Voler rendere felice qualcuno equivale ad amare. Certo, è un concetto che vale un po' in tutto il mondo, ma in giapponese sostituisce il più delle volte le parole "ti amo".
In Candy è un concetto sul quale Nagita insiste molto: tutti vogliono la felicità di Candy lì dove tutti sono innamorati di lei. Lo sentiamo dire da Stair, Terry, Albert... Stair sa che non sarà lui a renderla felice, nel senso che sa che Candy non e innamorata di lui, e fa ciò che può e gli viene meglio per dimostrarle il suo amore: le costruisce il carillon della felicità, e glielo dona quando le dice addio.
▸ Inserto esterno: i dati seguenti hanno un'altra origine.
use crate::algorithms::common::{Observation, SearchEvent};
use crate::algorithms::Algorithm;
use crate::config::Config;
use crate::error::SimulationError;
use crate::grid::{Cell, Grid, Position};
use crate::monitor::{blocked_positions, path_blocked};
use crate::statistics::Statistics;
use pathfinding::prelude::bfs;
use rand::rngs::StdRng;
use rand::SeedableRng;
use std::thread;
use std::time::Duration;

/// Result of driving one search process to completion.
#[derive(Debug, Clone)]
pub struct RunOutcome {
    pub statistics: Statistics,
    pub path: Option<Vec<Position>>,
}

/// Drives a search step by step, dropping dynamic obstacles between steps
/// and optionally drawing every frame to the terminal.
pub struct Simulation {
    grid: Grid,
    config: Config,
    rng: StdRng,
    seed: u64,
    reference_length: Option<usize>,
}

impl Simulation {
    pub fn new(config: Config) -> Result<Self, SimulationError> {
        let seed = config.seed.unwrap_or_else(rand::random);
        Self::with_seed(config, seed)
    }

    /// Same seed, same walls, same obstacle draws.
    pub fn with_seed(config: Config, seed: u64) -> Result<Self, SimulationError> {
        let mut rng = StdRng::seed_from_u64(seed);
        let grid = Grid::generate(&config, &mut rng)?;
        Ok(Self::assemble(config, grid, rng, seed))
    }

    /// Runs on a prepared grid instead of a generated one.
    pub fn from_grid(config: Config, grid: Grid, seed: u64) -> Self {
        Self::assemble(config, grid, StdRng::seed_from_u64(seed), seed)
    }

    fn assemble(config: Config, grid: Grid, rng: StdRng, seed: u64) -> Self {
        let reference_length = shortest_route_length(&grid);
        log::info!(
            "grid {}x{} seed {}: {} static walls, start {}, target {}",
            grid.rows(),
            grid.cols(),
            seed,
            grid.count(Cell::StaticWall),
            grid.start(),
            grid.target()
        );
        Simulation {
            grid,
            config,
            rng,
            seed,
            reference_length,
        }
    }

    pub fn run(&mut self) -> Result<RunOutcome, SimulationError> {
        let algorithm = self.config.algorithm;
        let mut process = algorithm.build(
            self.grid.start(),
            self.grid.target(),
            self.config.depth_limit,
            self.config.max_depth,
        );
        let mut stats = Statistics::new(
            algorithm,
            self.seed,
            self.grid.count(Cell::StaticWall),
            self.reference_length,
        );

        let path = loop {
            match process.step(&self.grid)? {
                SearchEvent::Step(observation) => {
                    stats.steps += 1;
                    stats.visited = observation.visited.len();

                    if let Some(pos) = self.grid.spawn_dynamic_obstacle(&mut self.rng) {
                        stats.dynamic_obstacles += 1;
                        log::debug!("step {}: obstacle at {}", stats.steps, pos);
                    }

                    if !self.config.no_visualization {
                        self.draw_step(algorithm, stats.steps, &observation);
                    }
                }
                SearchEvent::Finished(path) => break path,
            }
        };

        if let Some(route) = &path {
            stats.path_length = Some(route.len());
            stats.path_blocked = path_blocked(&self.grid, route);
            if stats.path_blocked {
                let blocked: Vec<_> = blocked_positions(&self.grid, route).collect();
                log::warn!("{algorithm}: route blocked by dynamic obstacles at {blocked:?}");
            }
        }
        stats.calculate_efficiency();

        log::info!(
            "{algorithm}: {} after {} steps",
            if stats.success() { "path found" } else { "no path" },
            stats.steps
        );

        if !self.config.no_visualization {
            self.draw_final(algorithm, path.as_deref());
        }

        Ok(RunOutcome {
            statistics: stats,
            path,
        })
    }

    /// Runs every algorithm on the same seed, so they all see the same walls
    /// and the same obstacle draws per step.
    pub fn run_all_algorithms(config: Config) -> Result<Vec<Statistics>, SimulationError> {
        let seed = config.seed.unwrap_or_else(rand::random);
        println!("Running comparison of {} algorithms...", Algorithm::ALL.len());
        println!("Environment seed: {} (for reproducibility)", seed);

        let mut results = Vec::with_capacity(Algorithm::ALL.len());
        for algorithm in Algorithm::ALL {
            let mut algorithm_config = config.clone();
            algorithm_config.algorithm = algorithm;
            algorithm_config.no_visualization = true;

            let outcome = Simulation::with_seed(algorithm_config, seed)?.run()?;
            println!(
                "Completed: {} - Success: {}, Steps: {}",
                algorithm,
                outcome.statistics.success(),
                outcome.statistics.steps
            );
            results.push(outcome.statistics);
        }
        Ok(results)
    }

    pub fn print_comparison_results(results: &[Statistics]) {
        println!("\n=== ALGORITHM COMPARISON RESULTS ===\n");
        println!(
            "{:<26} {:<8} {:<8} {:<8} {:<8} {:<10} {:<10} {:<8}",
            "Algorithm",
            "Success",
            "Steps",
            "Visited",
            "Length",
            "Shortest",
            "Efficiency",
            "Blocked"
        );
        println!("{}", "-".repeat(94));

        for stats in results {
            let length = stats.path_length.map_or("-".to_string(), |l| l.to_string());
            let shortest = stats.reference_length.map_or("-".to_string(), |l| l.to_string());
            println!(
                "{:<26} {:<8} {:<8} {:<8} {:<8} {:<10} {:<10.3} {:<8}",
                stats.algorithm.name(),
                if stats.success() { "yes" } else { "no" },
                stats.steps,
                stats.visited,
                length,
                shortest,
                stats.route_efficiency,
                if stats.path_blocked { "yes" } else { "no" }
            );
        }

        let fewest_steps = results
            .iter()
            .filter(|s| s.success())
            .min_by_key(|s| s.steps);
        match fewest_steps {
            Some(best) => println!(
                "\nFewest steps to a route: {} ({} steps)",
                best.algorithm, best.steps
            ),
            None => println!("\nNo algorithm found a route."),
        }
    }

    fn draw_step(&self, algorithm: Algorithm, step: usize, observation: &Observation) {
        self.clear_screen();
        println!("=== {} ===", algorithm);
        println!(
            "Step: {} | Current: {} | Frontier: {} | Visited: {}",
            step,
            observation.current,
            observation.frontier.len(),
            observation.visited.len()
        );
        print!("{}", self.grid.render(Some(observation), None));
        thread::sleep(Duration::from_millis(self.config.delay_ms));
    }

    fn draw_final(&self, algorithm: Algorithm, path: Option<&[Position]>) {
        self.clear_screen();
        println!("=== {} COMPLETE ===", algorithm);
        match path {
            Some(route) => println!("Route of {} nodes", route.len()),
            None => println!("No path found"),
        }
        print!("{}", self.grid.render(None, path));
    }

    fn clear_screen(&self) {
        print!("\x1B[2J\x1B[1;1H");
    }
}

/// Node count of the shortest 8-connected route on the grid as it is now.
pub fn shortest_route_length(grid: &Grid) -> Option<usize> {
    let target = grid.target();
    bfs(
        &grid.start(),
        |p| grid.neighbors(*p).collect::<Vec<_>>(),
        |p| *p == target,
    )
    .map(|route| route.len())
}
Terry è come Stair, desidera la felicità di Candy, ma sa che non sarà lui a potergliela donare, e si fa promettere da lei di essere felice (innamorati di nuovo).
A Rockstown dice una frase pregna di implicazioni e significato: "come posso far felice Candy se non riesco a far felice nemmeno Susanna?"
(Tenete conto che desiderare la felicità equivale ad amare.)
Albert è l'unico che materialmente gliela dona, e solo a lui Nagita fa dire una frase importante: "Anche in futuro, voglio scoprire dove risiede la tua felicità".
Dare felicità, materialmente, con le proprie mani: amare.
Solo se si conosce la cultura di un autore è possibile comprendere fino in fondo il senso di ciò che scrive. Si può leggere comunque, ma con la consapevolezza che mancherebbe sempre qualcosa.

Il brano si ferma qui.